Sandstone Tenement - Glasgow
A day trip north to see my Dad provided the opportunity, between the showers, for a Glaswegian blip and, deep-fried Mars Bars apart, there is little more characteristic of Glasgow than a sandstone tenement building.
In the 19th and early 20th centuries, most people in Glasgow lived in tenement flats. At that time they were not referred to as 'flats', but as 'tenement houses'.

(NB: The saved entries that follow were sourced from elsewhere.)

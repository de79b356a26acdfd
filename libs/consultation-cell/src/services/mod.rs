pub mod consultation;
pub mod lifecycle;
pub mod realtime;

pub use consultation::ConsultationService;
pub use lifecycle::ConsultationLifecycleService;
use chrono::Utc;
use reqwest::Method;
use serde_json::{json, Value};
use tracing::{debug, warn};
use uuid::Uuid;

use media_cell::services::StorageService;
use onboarding_cell::models::Profile;
use onboarding_cell::services::{ConsentService, OnboardingService};
use shared_config::AppConfig;
use shared_database::supabase::SupabaseClient;
use shared_models::auth::UserRole;

use crate::intake;
use crate::models::{
    Consultation, ConsultationAction, ConsultationDetail, ConsultationError, ConsultationStatus,
    CreateConsultationRequest, IntakeResponse, Prescription, PrescriptionRequest,
    MAX_VIDEO_DURATION_SECONDS,
};
use crate::services::lifecycle::ConsultationLifecycleService;
use crate::services::realtime::{dashboard_subscription, RealtimeSubscription};

pub struct ConsultationService {
    supabase: SupabaseClient,
    onboarding: OnboardingService,
    consent: ConsentService,
    storage: StorageService,
    lifecycle: ConsultationLifecycleService,
}

fn db_err(e: anyhow::Error) -> ConsultationError {
    ConsultationError::Database(e.to_string())
}

impl ConsultationService {
    pub fn new(config: &AppConfig) -> Self {
        Self {
            supabase: SupabaseClient::new(config),
            onboarding: OnboardingService::new(config),
            consent: ConsentService::new(config),
            storage: StorageService::new(config),
            lifecycle: ConsultationLifecycleService::new(),
        }
    }

    /// The actor's profile row is the single source of truth for role
    /// and ownership checks; the token only proves identity.
    async fn actor_profile(
        &self,
        user_id: &str,
        auth_token: &str,
    ) -> Result<Profile, ConsultationError> {
        self.onboarding
            .get_profile(user_id, auth_token)
            .await
            .map_err(db_err)?
            .ok_or(ConsultationError::ProfileRequired)
    }

    /// Create a consultation with its intake rows in one atomic call.
    pub async fn create_consultation(
        &self,
        user_id: &str,
        request: &CreateConsultationRequest,
        auth_token: &str,
    ) -> Result<Consultation, ConsultationError> {
        let profile = self.actor_profile(user_id, auth_token).await?;
        if profile.role != UserRole::Patient {
            return Err(ConsultationError::NotPatient);
        }

        let chief_complaint =
            intake::chief_complaint(&request.answers).ok_or(ConsultationError::MissingChiefComplaint)?;

        if let Some(duration) = request.video_duration_seconds {
            if duration < 0 {
                return Err(ConsultationError::InvalidVideoDuration);
            }
            if duration > MAX_VIDEO_DURATION_SECONDS {
                return Err(ConsultationError::VideoTooLong);
            }
        }

        let consented = self
            .consent
            .has_valid_consent(user_id, auth_token)
            .await
            .map_err(db_err)?;
        if !consented {
            return Err(ConsultationError::ConsentRequired);
        }

        let rows = intake::build_intake_rows(&request.answers);
        debug!(
            "Creating consultation for patient {} with {} intake rows",
            user_id,
            rows.len()
        );

        let consultation: Consultation = self
            .supabase
            .rpc(
                "create_consultation_with_intake",
                auth_token,
                json!({
                    "p_chief_complaint": chief_complaint,
                    "p_video_url": request.video_url,
                    "p_video_duration_seconds": request.video_duration_seconds,
                    "p_intake": rows,
                }),
            )
            .await
            .map_err(db_err)?;

        Ok(consultation)
    }

    /// List consultations scoped to the caller: patients see their own,
    /// doctors see the pending queue plus their assignments.
    pub async fn list_consultations(
        &self,
        user_id: &str,
        auth_token: &str,
    ) -> Result<Vec<Consultation>, ConsultationError> {
        let profile = self.actor_profile(user_id, auth_token).await?;

        let path = match profile.role {
            UserRole::Patient => format!(
                "/rest/v1/consultations?patient_id=eq.{}&order=created_at.desc",
                user_id
            ),
            UserRole::Doctor => format!(
                "/rest/v1/consultations?or=(status.eq.pending,doctor_id.eq.{})&order=created_at.desc",
                user_id
            ),
        };

        let result: Vec<Consultation> = self
            .supabase
            .request(Method::GET, &path, Some(auth_token), None)
            .await
            .map_err(db_err)?;

        Ok(result)
    }

    pub async fn get_consultation(
        &self,
        id: Uuid,
        auth_token: &str,
    ) -> Result<Consultation, ConsultationError> {
        let path = format!("/rest/v1/consultations?id=eq.{}", id);
        let result: Vec<Consultation> = self
            .supabase
            .request(Method::GET, &path, Some(auth_token), None)
            .await
            .map_err(db_err)?;

        result.into_iter().next().ok_or(ConsultationError::NotFound)
    }

    /// Full detail with children and a signed playback URL. Access:
    /// owning patient always; a doctor only while the case is pending
    /// (queue preview) or once assigned to them.
    pub async fn get_consultation_detail(
        &self,
        id: Uuid,
        user_id: &str,
        auth_token: &str,
    ) -> Result<ConsultationDetail, ConsultationError> {
        let consultation = self.get_consultation(id, auth_token).await?;
        let profile = self.actor_profile(user_id, auth_token).await?;

        match profile.role {
            UserRole::Patient => {
                if consultation.patient_id != user_id {
                    return Err(ConsultationError::NotOwner);
                }
            }
            UserRole::Doctor => {
                if consultation.status != ConsultationStatus::Pending
                    && consultation.doctor_id.as_deref() != Some(user_id)
                {
                    return Err(ConsultationError::NotAssigned);
                }
            }
        }

        let intake_path = format!(
            "/rest/v1/intake_responses?consultation_id=eq.{}&order=sort_order.asc",
            id
        );
        let intake_responses: Vec<IntakeResponse> = self
            .supabase
            .request(Method::GET, &intake_path, Some(auth_token), None)
            .await
            .map_err(db_err)?;

        let prescriptions_path = format!(
            "/rest/v1/prescriptions?consultation_id=eq.{}&order=created_at.asc",
            id
        );
        let prescriptions: Vec<Prescription> = self
            .supabase
            .request(Method::GET, &prescriptions_path, Some(auth_token), None)
            .await
            .map_err(db_err)?;

        let patient = self
            .onboarding
            .get_profile(&consultation.patient_id, auth_token)
            .await
            .map_err(db_err)?;

        // Playback URL is best-effort; detail still loads without it.
        let video_signed_url = match &consultation.video_url {
            Some(path) => match self.storage.signed_playback_url(path, auth_token).await {
                Ok(url) => Some(url),
                Err(e) => {
                    warn!("Failed to sign video URL for consultation {}: {}", id, e);
                    None
                }
            },
            None => None,
        };

        Ok(ConsultationDetail {
            consultation,
            intake_responses,
            prescriptions,
            patient,
            video_signed_url,
        })
    }

    /// Apply a lifecycle action on behalf of the caller.
    pub async fn apply_action(
        &self,
        id: Uuid,
        user_id: &str,
        action: &ConsultationAction,
        auth_token: &str,
    ) -> Result<(), ConsultationError> {
        let consultation = self.get_consultation(id, auth_token).await?;
        let profile = self.actor_profile(user_id, auth_token).await?;

        self.lifecycle
            .authorize_action(&consultation, action, user_id, profile.role)?;

        match action {
            ConsultationAction::Accept => self.accept(id, user_id, auth_token).await,
            ConsultationAction::StartReview => {
                self.update_status(id, ConsultationStatus::InReview, json!({}), auth_token)
                    .await?;
                Ok(())
            }
            ConsultationAction::Prescribe { prescription, note } => {
                self.prescribe(id, user_id, prescription.as_ref(), note.as_deref(), auth_token)
                    .await
            }
            ConsultationAction::FollowUp { note } => {
                if let Some(text) = note.as_deref() {
                    self.insert_note(id, user_id, text, auth_token).await?;
                }
                self.update_status(id, ConsultationStatus::FollowUp, json!({}), auth_token)
                    .await?;
                Ok(())
            }
            ConsultationAction::Complete => {
                self.update_status(
                    id,
                    ConsultationStatus::Completed,
                    json!({ "completed_at": Utc::now().to_rfc3339() }),
                    auth_token,
                )
                .await?;
                Ok(())
            }
            ConsultationAction::Cancel => self.cancel(id, auth_token).await,
        }
    }

    /// Claim a pending consultation. The write is conditional on the
    /// row still being pending; first writer wins, everyone else sees
    /// an empty representation and gets a conflict to surface.
    async fn accept(
        &self,
        id: Uuid,
        doctor_id: &str,
        auth_token: &str,
    ) -> Result<(), ConsultationError> {
        let now = Utc::now().to_rfc3339();
        let updated = self
            .conditional_update(
                id,
                ConsultationStatus::Pending,
                json!({
                    "doctor_id": doctor_id,
                    "status": ConsultationStatus::Accepted,
                    "accepted_at": now,
                    "updated_at": now,
                }),
                auth_token,
            )
            .await?;

        if updated.is_empty() {
            debug!("Accept lost the race for consultation {}", id);
            return Err(ConsultationError::AlreadyClaimed);
        }

        Ok(())
    }

    /// Cancel while still pending; conditional for the same reason as
    /// accept (the row may have been claimed between read and write).
    async fn cancel(&self, id: Uuid, auth_token: &str) -> Result<(), ConsultationError> {
        let updated = self
            .conditional_update(
                id,
                ConsultationStatus::Pending,
                json!({
                    "status": ConsultationStatus::Cancelled,
                    "updated_at": Utc::now().to_rfc3339(),
                }),
                auth_token,
            )
            .await?;

        if updated.is_empty() {
            return Err(ConsultationError::NotCancellable);
        }

        Ok(())
    }

    async fn prescribe(
        &self,
        id: Uuid,
        doctor_id: &str,
        prescription: Option<&PrescriptionRequest>,
        note: Option<&str>,
        auth_token: &str,
    ) -> Result<(), ConsultationError> {
        let prescription = prescription.ok_or(ConsultationError::MissingPrescription)?;
        prescription.validate()?;

        let prescription_data = json!({
            "consultation_id": id,
            "doctor_id": doctor_id,
            "medication_name": prescription.medication_name,
            "dosage": prescription.dosage,
            "frequency": prescription.frequency,
            "duration": prescription.duration,
            "quantity": prescription.quantity,
            "refills": prescription.refills.unwrap_or(0),
            "pharmacy_notes": prescription.pharmacy_notes,
            "notes_to_patient": prescription.notes_to_patient,
        });

        self.insert("/rest/v1/prescriptions", prescription_data, auth_token)
            .await?;

        if let Some(text) = note {
            self.insert_note(id, doctor_id, text, auth_token).await?;
        }

        self.update_status(id, ConsultationStatus::Prescribed, json!({}), auth_token)
            .await?;

        Ok(())
    }

    async fn insert_note(
        &self,
        consultation_id: Uuid,
        doctor_id: &str,
        note_text: &str,
        auth_token: &str,
    ) -> Result<(), ConsultationError> {
        self.insert(
            "/rest/v1/doctor_notes",
            json!({
                "consultation_id": consultation_id,
                "doctor_id": doctor_id,
                "note_text": note_text,
            }),
            auth_token,
        )
        .await
    }

    async fn insert(
        &self,
        path: &str,
        data: Value,
        auth_token: &str,
    ) -> Result<(), ConsultationError> {
        let mut headers = reqwest::header::HeaderMap::new();
        headers.insert(
            "Prefer",
            reqwest::header::HeaderValue::from_static("return=representation"),
        );

        let _: Vec<Value> = self
            .supabase
            .request_with_headers(Method::POST, path, Some(auth_token), Some(data), Some(headers))
            .await
            .map_err(db_err)?;

        Ok(())
    }

    async fn update_status(
        &self,
        id: Uuid,
        status: ConsultationStatus,
        extra_fields: Value,
        auth_token: &str,
    ) -> Result<Vec<Consultation>, ConsultationError> {
        let mut fields = json!({
            "status": status,
            "updated_at": Utc::now().to_rfc3339(),
        });
        if let (Some(map), Some(extra)) = (fields.as_object_mut(), extra_fields.as_object()) {
            for (k, v) in extra {
                map.insert(k.clone(), v.clone());
            }
        }

        let path = format!("/rest/v1/consultations?id=eq.{}", id);
        self.patch(&path, fields, auth_token).await
    }

    async fn conditional_update(
        &self,
        id: Uuid,
        expected_status: ConsultationStatus,
        fields: Value,
        auth_token: &str,
    ) -> Result<Vec<Consultation>, ConsultationError> {
        let path = format!(
            "/rest/v1/consultations?id=eq.{}&status=eq.{}",
            id, expected_status
        );
        self.patch(&path, fields, auth_token).await
    }

    async fn patch(
        &self,
        path: &str,
        fields: Value,
        auth_token: &str,
    ) -> Result<Vec<Consultation>, ConsultationError> {
        let mut headers = reqwest::header::HeaderMap::new();
        headers.insert(
            "Prefer",
            reqwest::header::HeaderValue::from_static("return=representation"),
        );

        let result: Vec<Consultation> = self
            .supabase
            .request_with_headers(Method::PATCH, path, Some(auth_token), Some(fields), Some(headers))
            .await
            .map_err(db_err)?;

        Ok(result)
    }

    /// Realtime descriptor for the caller's dashboard.
    pub async fn dashboard_feed(
        &self,
        user_id: &str,
        auth_token: &str,
    ) -> Result<RealtimeSubscription, ConsultationError> {
        let profile = self.actor_profile(user_id, auth_token).await?;
        Ok(dashboard_subscription(profile.role, user_id))
    }
}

The tenement was an ideal way of housing a population which grew rapidly during Glasgow's industrial expansion in the first half of the 19th century. It provided accommodation for many families on the minimum of valuable building land, and it could be adapted to suit the incomes of different social classes. In working-class areas, tenement flats had only two rooms ('room and kitchen' flats) or even only one room (the 'single-end'). Three-quarters of all tenement flats in Glasgow were either room and kitchen houses or single-ends. Flats with two rooms and a kitchen and bathroom, were built for the slightly better-off; for even wealthier people, there were larger flats with four, five or even more rooms.
Glasgow tenements were built in white or red sandstone and usually had three or four floors, with two or more separate flats on each floor.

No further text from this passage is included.